L’arcivescovo di Erbil: «L’Isis, un cancro che va fermato»

Monsignor Warda racconta l’emorragia di cristiani iracheni e il sostegno ai profughi. «Necessaria azione militare», insieme a riconciliazione politica

Monsignor Bashar Warda racconta l’emorragia di cristiani iracheni e il sostegno ai profughi. «È necessaria un’azione militare», insieme a riconciliazione politica e aiuti

«Lo Stato islamico è un cancro e dobbiamo impedire che si propaghi». Così, senza mezzi termini, monsignor Bashar Warda, arcivescovo caldeo di Erbil, nel cuore del Kurdistan iracheno, ha testimoniato cosa significhi essere cristiani in una delle terre più colpite dalla violenza cieca dei miliziani dell’Isis, a quasi un anno dalla presa di Mosul e della Piana di Ninive. Lo ha fatto ieri, giovedì 4 giugno, a Roma, in una conferenza stampa organizzata nella sede dell’Associazione stampa estera dalla fondazione pontificia Aiuto alla chiesa che soffre, che sin dall’inizio della crisi irachena ha sostenuto concretamente la comunità donando oltre 7 milioni di euro.

Dopo aver ringraziato i media per l’interesse dimostrato nei confronti della situazione irachena, il presule ha descritto la risposta della sua diocesi all’arrivo di oltre 120mila cristiani tra il giugno e l’agosto del 2014. «All’inizio della crisi – ha raccontato – abbiamo allestito 26 punti di accoglienza in tutto il territorio diocesano. La gente dormiva nelle tende e nei palazzi abbandonati. Oggi fortunatamente hanno tutti un alloggio dignitoso». Tuttavia, c’è una emorragia di cristiani iracheni che il mondo non può ignorare: nel 2013 erano un miliardo e trecentomila, ora sono 400mila. Almeno 8mila hanno scelto di emigrare in Libano, Giordania e Turchia oppure in Europa e in America. Tra loro anche 500 tra le 6mila famiglie cristiane che si erano rifugiate a Erbil tra il 2003 e il 2014, «per sfuggire alle persecuzioni in atto in città come Mosul, Bagdad e Kirkuk».

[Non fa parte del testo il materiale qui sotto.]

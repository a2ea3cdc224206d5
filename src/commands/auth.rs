//! Authentication and account commands
//!
//! Login validates the form locally before any network call, submits the
//! credentials, and stores the whole response payload as the session.
//! Changing the password invalidates the stored session, so the user has to
//! log back in afterwards.

use colored::Colorize;

use crate::api::types::{ChangePasswordRequest, LoginRequest, ResetPasswordRequest};
use crate::api::ApiClient;
use crate::commands::{print_success, serialize_pretty};
use crate::config::Config;
use crate::error::{ProspectError, Result};
use crate::session::{Session, SessionStore};
use crate::validation;

/// Log in as responsable and store the session.
///
/// Validation runs first: an invalid email or a short password fails here
/// and nothing is sent to the backend.
///
/// # Errors
///
/// Returns a validation error, an API error on rejected credentials, or a
/// session error when the response carries no token.
pub async fn login(
    config: &Config,
    store: &SessionStore,
    email: &str,
    password: &str,
) -> Result<Session> {
    tracing::info!("Logging in as {}", email);
    validation::validate_login(email, password)?;

    let client = ApiClient::new(&config.api)?;
    let payload = client
        .login(&LoginRequest {
            email: email.to_string(),
            mot_de_passe: password.to_string(),
        })
        .await?;

    let session = Session::from_login_payload(payload, config.session.ttl_hours)?;
    store.save(&session)?;
    tracing::info!("Session stored for {}", session.display_name());

    print_success(&format!(
        "Connexion réussie. Bienvenue {}.",
        session.display_name()
    ));
    Ok(session)
}

/// Clear the stored session
pub fn logout(store: &SessionStore) -> Result<()> {
    if store.load()?.is_none() {
        println!("Aucune session active.");
        return Ok(());
    }
    store.clear()?;
    tracing::info!("Session cleared");
    print_success("Déconnexion réussie.");
    Ok(())
}

/// Show whether a session is stored, for whom, and until when
pub fn status(config: &Config, store: &SessionStore) -> Result<()> {
    let session = store.load()?;

    println!("\nEtat de la session\n");
    println!("API:      {}", config.api.base_url);
    println!("Fichier:  {}", store.path().display());

    match session {
        Some(session) if session.is_expired() => {
            println!(
                "Session:  {} (reconnectez-vous avec `prospect login`)",
                "expirée".red()
            );
        }
        Some(session) => {
            let until = session
                .expires_at
                .map(|at| format!(" jusqu'au {}", at.format("%Y-%m-%d %H:%M UTC")))
                .unwrap_or_default();
            println!(
                "Session:  {} pour {}{}",
                "active".green(),
                session.display_name(),
                until
            );
        }
        None => {
            println!("Session:  {}", "aucune".yellow());
        }
    }
    println!();
    Ok(())
}

/// Request a password-reset email
pub async fn forgot_password(config: &Config, email: &str) -> Result<()> {
    tracing::info!("Requesting password reset for {}", email);
    validation::validate_email(email)?;

    let client = ApiClient::new(&config.api)?;
    client
        .reset_password(&ResetPasswordRequest {
            email: email.to_string(),
        })
        .await?;

    print_success(&format!("Email de réinitialisation envoyé à {}.", email));
    Ok(())
}

/// Change the logged-in responsable's password.
///
/// The new password must satisfy the full strength rules and match its
/// confirmation. On success the stored session is cleared and the user must
/// log back in.
pub async fn change_password(
    config: &Config,
    store: &SessionStore,
    session: &Session,
    current: &str,
    new: &str,
    confirm: &str,
) -> Result<()> {
    validation::validate_change_password(current, new, confirm)?;

    let user = session.profile().ok_or_else(|| {
        ProspectError::Session("Stored session does not identify the user".to_string())
    })?;
    tracing::info!("Changing password for user {}", user.id);

    let client = ApiClient::new(&config.api)?.with_token(&session.token);
    client
        .change_password(
            user.id,
            &ChangePasswordRequest {
                ancien_mot_de_passe: current.to_string(),
                nouveau_mot_de_passe: new.to_string(),
            },
        )
        .await?;

    store.clear()?;
    print_success("Mot de passe modifié. Veuillez vous reconnecter.");
    Ok(())
}

/// Show the logged-in responsable's profile
pub fn profile(session: &Session, json: bool) -> Result<()> {
    if json {
        let out = serialize_pretty(&session.user).map_err(ProspectError::Serialization)?;
        println!("{}", out);
        return Ok(());
    }

    match session.profile() {
        Some(user) => {
            println!("\nProfil du responsable\n");
            println!("Id:        {}", user.id);
            println!("Nom:       {}", user.nom);
            println!("Prénom:    {}", user.prenom);
            println!("Email:     {}", user.email);
            if let Some(telephone) = &user.telephone {
                println!("Téléphone: {}", telephone);
            }
            println!();
        }
        None => {
            // the backend stored a payload shape the profile accessor does
            // not recognize; show it raw rather than nothing
            println!("\nProfil (payload brut)\n");
            let out = serialize_pretty(&session.user).map_err(ProspectError::Serialization)?;
            println!("{}\n", out);
        }
    }
    Ok(())
}
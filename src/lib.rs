//! Prospect - administrative dashboard CLI library
//!
//! This library provides the core functionality for the Prospect dashboard
//! client: a typed request layer for the backend REST API, persistent
//! sessions with explicit expiry, screen routing behind a central auth
//! gate, and the entity commands built on top of them.
//!
//! # Architecture
//!
//! The library is organized into the following modules:
//!
//! - `api`: Typed request layer and entity types for the backend REST API
//! - `commands`: Command handlers invoked by the CLI entrypoint
//! - `router`: Central auth gate resolving screens and guarding commands
//! - `session`: Session persistence with explicit expiry
//! - `validation`: Field-local form validation with French messages
//! - `filter`: Case-insensitive substring filtering over entity lists
//! - `screen`: Dashboard tabs and prompt state
//! - `config`: Configuration management and validation
//! - `error`: Error types and result aliases
//! - `cli`: Command-line interface definition
//!
//! # Example
//!
//! ```no_run
//! use prospect::config::Config;
//!
//! fn main() -> anyhow::Result<()> {
//!     let config = Config::load("config/prospect.yaml", &Default::default())?;
//!     config.validate()?;
//!     Ok(())
//! }
//! ```

pub mod api;
pub mod cli;
pub mod commands;
pub mod config;
pub mod error;
pub mod filter;
pub mod router;
pub mod screen;
pub mod session;
pub mod validation;

// Re-export commonly used types
pub use api::ApiClient;
pub use config::Config;
pub use error::{ProspectError, Result};
pub use session::{Session, SessionStore};
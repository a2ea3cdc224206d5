/*!
Command handlers for the CLI

This module provides command handlers invoked by the CLI entrypoint.

It exposes a handler module per command family:

- `auth`          — Login, logout, status, password flows and profile
- `commercials`   — Commercial list/show/add/update/delete
- `quotas`        — Quota list/add/update/delete
- `prospections`  — Prospection CRUD and follow-up notes
- `permissions`   — Permission listing and grants
- `dash`          — Interactive dashboard (readline loop)
- `dash_commands` — Slash-command parser for the dashboard

These handlers are intentionally small and use the library components:
the API client, the session store, and the routing guard.
*/

use colored::Colorize;

pub mod auth;
pub mod commercials;
pub mod dash;
pub mod dash_commands;
pub mod permissions;
pub mod prospections;
pub mod quotas;

/// Serialize a serializable value into pretty JSON string.
///
/// Returns the JSON string or the serde_json error.
pub(crate) fn serialize_pretty<T: serde::Serialize + ?Sized>(
    value: &T,
) -> std::result::Result<String, serde_json::Error> {
    serde_json::to_string_pretty(value)
}

/// Print a green success notification
pub(crate) fn print_success(message: &str) {
    println!("{}", message.green());
}

/// Print a red error notification to stderr
pub(crate) fn print_error(message: &str) {
    eprintln!("{}", format!("Erreur: {}", message).red());
}

#[cfg(test)]
mod tests {
    use super::*;

    #[test]
    fn test_serialize_pretty_roundtrip() {
        let value = serde_json::json!({"id": 1, "nom": "Dubois"});
        let json = serialize_pretty(&value).unwrap();
        let parsed: serde_json::Value = serde_json::from_str(&json).unwrap();
        assert_eq!(parsed, value);
    }

    #[test]
    fn test_notifications_do_not_panic() {
        print_success("Connexion réussie.");
        print_error("Identifiants invalides");
    }
}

In questa vera e propria emergenza umanitaria, «la Chiesa – ha ricordato monsignor Warda – ha cercato di restituire la fiducia alla popolazione e di tenere unita la nostra comunità». Dalla prima ondata di crisi, l’arcivescovo ha potuto contare sul sostegno della Caritas, di Chiese come quella italiana e di soggetti quali Aiuto alla chiesa che soffre. Quest’ultima ha finanziato un piano di aiuti di 4 milioni di euro e, tra gli interventi più significativi, ha donato otto scuole prefabbricate e 150 strutture prefabbricate per permettere un alloggio dignitoso a oltre 200 famiglie.

Sulla risoluzione della crisi, monsignor Warda non ha dubbi: «È necessaria un’azione militare per fermare l’Isis. È un cancro, va fermato come questa malattia». Ma da sole, le armi non bastano. L’opzione militare deve necessariamente essere accompagnata da altri due elementi: «La riconciliazione politica, per fermare le dispute e ricostruire la fiducia tra gli iracheni», e gli aiuti umanitari, «per continuare ad affrontare il numero crescente di iracheni che arrivano in Kurdistan». Anche la persecuzione anticristiana è da scongiurare. «Ai cristiani è stato chiesto di scegliere tra convertirsi, pagare la jizya o morire. È chiaro che siamo di fronte a una persecuzione, sebbene a volte noi cristiani siamo considerati dei danni collaterali». In questa situazione di forte difficoltà, il popolo iracheno aspetta con ansia la visita di Papa Francesco a Erbil. «Lui stesso mi ha confidato questo suo desiderio – racconta monsignor Warda – anche se ci sono vari aspetti pratici che ritardano la visita. Sarebbe un grande sostegno e darebbe alla nostra comunità la forza e la dignità per andare avanti con fede. Le sue parole ci consolano soprattutto adesso, nel momento della persecuzione».